── Working data

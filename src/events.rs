//! Structured enforcement events for the observability collaborator
//!
//! The core only emits events; persisting logs or metrics is the sink's job.

use async_trait::async_trait;
use chrono::{DateTime, Utc};
use std::collections::{HashMap, VecDeque};
use std::time::Duration;
use tokio::sync::RwLock;

use crate::core::admission::RejectReason;
use crate::core::connection::CloseReason;

/// Events emitted by the admission and rate-limiting core
#[derive(Debug, Clone, PartialEq)]
pub enum EnforcementEvent {
    ConnectionAdmitted {
        connection_id: String,
        room_id: String,
    },
    ConnectionRejected {
        room_id: String,
        reason: RejectReason,
    },
    MessageRateLimited {
        connection_id: String,
        retry_after_ms: u64,
    },
    PayloadRejected {
        connection_id: String,
        size: usize,
        max_bytes: usize,
    },
    StoreUnavailable {
        operation: &'static str,
        failed_open: bool,
    },
    ConnectionClosed {
        connection_id: String,
        reason: CloseReason,
    },
}

impl EnforcementEvent {
    /// Stable event name
    pub fn kind(&self) -> &'static str {
        match self {
            Self::ConnectionAdmitted { .. } => "connection_admitted",
            Self::ConnectionRejected { .. } => "connection_rejected",
            Self::MessageRateLimited { .. } => "message_rate_limited",
            Self::PayloadRejected { .. } => "payload_rejected",
            Self::StoreUnavailable { .. } => "store_unavailable",
            Self::ConnectionClosed { .. } => "connection_closed",
        }
    }
}

/// Receiver of enforcement events
#[async_trait]
pub trait EventSink: Send + Sync {
    async fn emit(&self, event: EnforcementEvent);
}

/// Event with timestamp
#[derive(Debug, Clone)]
pub struct RecordedEvent {
    pub event: EnforcementEvent,
    pub at: DateTime<Utc>,
}

/// Logs every event and keeps a bounded history with per-kind counts
pub struct EventRecorder {
    events: RwLock<VecDeque<RecordedEvent>>,
    event_counts: RwLock<HashMap<&'static str, usize>>,
    max_events: usize,
    alert_thresholds: HashMap<&'static str, usize>,
}

impl EventRecorder {
    pub fn new() -> Self {
        Self::with_capacity(10_000)
    }

    pub fn with_capacity(max_events: usize) -> Self {
        let mut alert_thresholds = HashMap::new();
        alert_thresholds.insert("store_unavailable", 10);
        alert_thresholds.insert("message_rate_limited", 100);
        alert_thresholds.insert("payload_rejected", 20);

        Self {
            events: RwLock::new(VecDeque::new()),
            event_counts: RwLock::new(HashMap::new()),
            max_events,
            alert_thresholds,
        }
    }

    /// Events recorded so far, oldest first
    pub async fn events(&self) -> Vec<EnforcementEvent> {
        self.events
            .read()
            .await
            .iter()
            .map(|recorded| recorded.event.clone())
            .collect()
    }

    /// Events recorded within the last `window`
    pub async fn recent_events(&self, window: Duration) -> Vec<RecordedEvent> {
        let cutoff = Utc::now()
            - chrono::Duration::from_std(window).unwrap_or_else(|_| chrono::Duration::zero());
        self.events
            .read()
            .await
            .iter()
            .filter(|recorded| recorded.at >= cutoff)
            .cloned()
            .collect()
    }

    /// Total events of one kind since creation
    pub async fn count(&self, kind: &str) -> usize {
        *self.event_counts.read().await.get(kind).unwrap_or(&0)
    }

    pub async fn event_stats(&self) -> HashMap<&'static str, usize> {
        self.event_counts.read().await.clone()
    }

    fn log(event: &EnforcementEvent) {
        match event {
            EnforcementEvent::ConnectionAdmitted {
                connection_id,
                room_id,
            } => {
                log::info!("Connection admitted - Connection: {}, Room: {}", connection_id, room_id);
            }
            EnforcementEvent::ConnectionRejected { room_id, reason } => {
                log::warn!("Connection rejected - Room: {}, Reason: {}", room_id, reason);
            }
            EnforcementEvent::MessageRateLimited {
                connection_id,
                retry_after_ms,
            } => {
                log::warn!(
                    "Message rate limited - Connection: {}, Retry after: {}ms",
                    connection_id,
                    retry_after_ms
                );
            }
            EnforcementEvent::PayloadRejected {
                connection_id,
                size,
                max_bytes,
            } => {
                log::warn!(
                    "Payload rejected - Connection: {}, Size: {} bytes, Limit: {} bytes",
                    connection_id,
                    size,
                    max_bytes
                );
            }
            EnforcementEvent::StoreUnavailable {
                operation,
                failed_open,
            } => {
                let outcome = if *failed_open {
                    "enforcement skipped (fail-open)"
                } else {
                    "request rejected (fail-closed)"
                };
                log::error!("Counter store unavailable during {} - {}", operation, outcome);
            }
            EnforcementEvent::ConnectionClosed {
                connection_id,
                reason,
            } => {
                log::info!("Connection closed - Connection: {}, Reason: {}", connection_id, reason);
            }
        }
    }
}

impl Default for EventRecorder {
    fn default() -> Self {
        Self::new()
    }
}

#[async_trait]
impl EventSink for EventRecorder {
    async fn emit(&self, event: EnforcementEvent) {
        Self::log(&event);
        let kind = event.kind();

        {
            let mut counts = self.event_counts.write().await;
            let count = counts.entry(kind).or_insert(0);
            *count += 1;

            if let Some(&threshold) = self.alert_thresholds.get(kind) {
                if *count % threshold == 0 {
                    log::error!("ALERT: {} '{}' events recorded", count, kind);
                }
            }
        }

        let mut events = self.events.write().await;
        events.push_back(RecordedEvent {
            event,
            at: Utc::now(),
        });
        while events.len() > self.max_events {
            events.pop_front();
        }
    }
}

────

Return every line of the data unchanged.

Result:
filename src/events.rs
//! Structured enforcement events for the observability collaborator
//!
//! The core only emits events; persisting logs or metrics is the sink's job.

use async_trait::async_trait;
use chrono::{DateTime, Utc};
use std::collections::{HashMap, VecDeque};
use std::time::Duration;
use tokio::sync::RwLock;

use crate::core::admission::RejectReason;
use crate::core::connection::CloseReason;

/// Events emitted by the admission and rate-limiting core
#[derive(Debug, Clone, PartialEq)]
pub enum EnforcementEvent {
    ConnectionAdmitted {
        connection_id: String,
        room_id: String,
    },
    ConnectionRejected {
        room_id: String,
        reason: RejectReason,
    },
    MessageRateLimited {
        connection_id: String,
        retry_after_ms: u64,
    },
    PayloadRejected {
        connection_id: String,
        size: usize,
        max_bytes: usize,
    },
    StoreUnavailable {
        operation: &'static str,
        failed_open: bool,
    },
    ConnectionClosed {
        connection_id: String,
        reason: CloseReason,
    },
}

impl EnforcementEvent {
    /// Stable event name
    pub fn kind(&self) -> &'static str {
        match self {
            Self::ConnectionAdmitted { .. } => "connection_admitted",
            Self::ConnectionRejected { .. } => "connection_rejected",
            Self::MessageRateLimited { .. } => "message_rate_limited",
            Self::PayloadRejected { .. } => "payload_rejected",
            Self::StoreUnavailable { .. } => "store_unavailable",
            Self::ConnectionClosed { .. } => "connection_closed",
        }
    }
}

/// Receiver of enforcement events
#[async_trait]
pub trait EventSink: Send + Sync {
    async fn emit(&self, event: EnforcementEvent);
}

/// Event with timestamp
#[derive(Debug, Clone)]
pub struct RecordedEvent {
    pub event: EnforcementEvent,
    pub at: DateTime<Utc>,
}

/// Logs every event and keeps a bounded history with per-kind counts
pub struct EventRecorder {
    events: RwLock<VecDeque<RecordedEvent>>,
    event_counts: RwLock<HashMap<&'static str, usize>>,
    max_events: usize,
    alert_thresholds: HashMap<&'static str, usize>,
}

impl EventRecorder {
    pub fn new() -> Self {
        Self::with_capacity(10_000)
    }

    pub fn with_capacity(max_events: usize) -> Self {
        let mut alert_thresholds = HashMap::new();
        alert_thresholds.insert("store_unavailable", 10);
        alert_thresholds.insert("message_rate_limited", 100);
        alert_thresholds.insert("payload_rejected", 20);

        Self {
            events: RwLock::new(VecDeque::new()),
            event_counts: RwLock::new(HashMap::new()),
            max_events,
            alert_thresholds,
        }
    }

    /// Events recorded so far, oldest first
    pub async fn events(&self) -> Vec<EnforcementEvent> {
        self.events
            .read()
            .await
            .iter()
            .map(|recorded| recorded.event.clone())
            .collect()
    }

    /// Events recorded within the last `window`
    pub async fn recent_events(&self, window: Duration) -> Vec<RecordedEvent> {
        let cutoff = Utc::now()
            - chrono::Duration::from_std(window).unwrap_or_else(|_| chrono::Duration::zero());
        self.events
            .read()
            .await
            .iter()
            .filter(|recorded| recorded.at >= cutoff)
            .cloned()
            .collect()
    }

    /// Total events of one kind since creation
    pub async fn count(&self, kind: &str) -> usize {
        *self.event_counts.read().await.get(kind).unwrap_or(&0)
    }

    pub async fn event_stats(&self) -> HashMap<&'static str, usize> {
        self.event_counts.read().await.clone()
    }

    fn log(event: &EnforcementEvent) {
        match event {
            EnforcementEvent::ConnectionAdmitted {
                connection_id,
                room_id,
            } => {
                log::info!("Connection admitted - Connection: {}, Room: {}", connection_id, room_id);
            }
            EnforcementEvent::ConnectionRejected { room_id, reason } => {
                log::warn!("Connection rejected - Room: {}, Reason: {}", room_id, reason);
            }
            EnforcementEvent::MessageRateLimited {
                connection_id,
                retry_after_ms,
            } => {
                log::warn!(
                    "Message rate limited - Connection: {}, Retry after: {}ms",
                    connection_id,
                    retry_after_ms
                );
            }
            EnforcementEvent::PayloadRejected {
                connection_id,
                size,
                max_bytes,
            } => {
                log::warn!(
                    "Payload rejected - Connection: {}, Size: {} bytes, Limit: {} bytes",
                    connection_id,
                    size,
                    max_bytes
                );
            }
            EnforcementEvent::StoreUnavailable {
                operation,
                failed_open,
            } => {
                let outcome = if *failed_open {
                    "enforcement skipped (fail-open)"
                } else {
                    "request rejected (fail-closed)"
                };
                log::error!("Counter store unavailable during {} - {}", operation, outcome);
            }
            EnforcementEvent::ConnectionClosed {
                connection_id,
                reason,
            } => {
                log::info!("Connection closed - Connection: {}, Reason: {}", connection_id, reason);
            }
        }
    }
}

impl Default for EventRecorder {
    fn default() -> Self {
        Self::new()
    }
}

#[async_trait]
impl EventSink for EventRecorder {
    async fn emit(&self, event: EnforcementEvent) {
        Self::log(&event);
        let kind = event.kind();

        {
            let mut counts = self.event_counts.write().await;
            let count = counts.entry(kind).or_insert(0);
            *count += 1;

            if let Some(&threshold) = self.alert_thresholds.get(kind) {
                if *count % threshold == 0 {
                    log::error!("ALERT: {} '{}' events recorded", count, kind);
                }
            }
        }

        let mut events = self.events.write().await;
        events.push_back(RecordedEvent {
            event,
            at: Utc::now(),
        });
        while events.len() > self.max_events {
            events.pop_front();
        }
    }
}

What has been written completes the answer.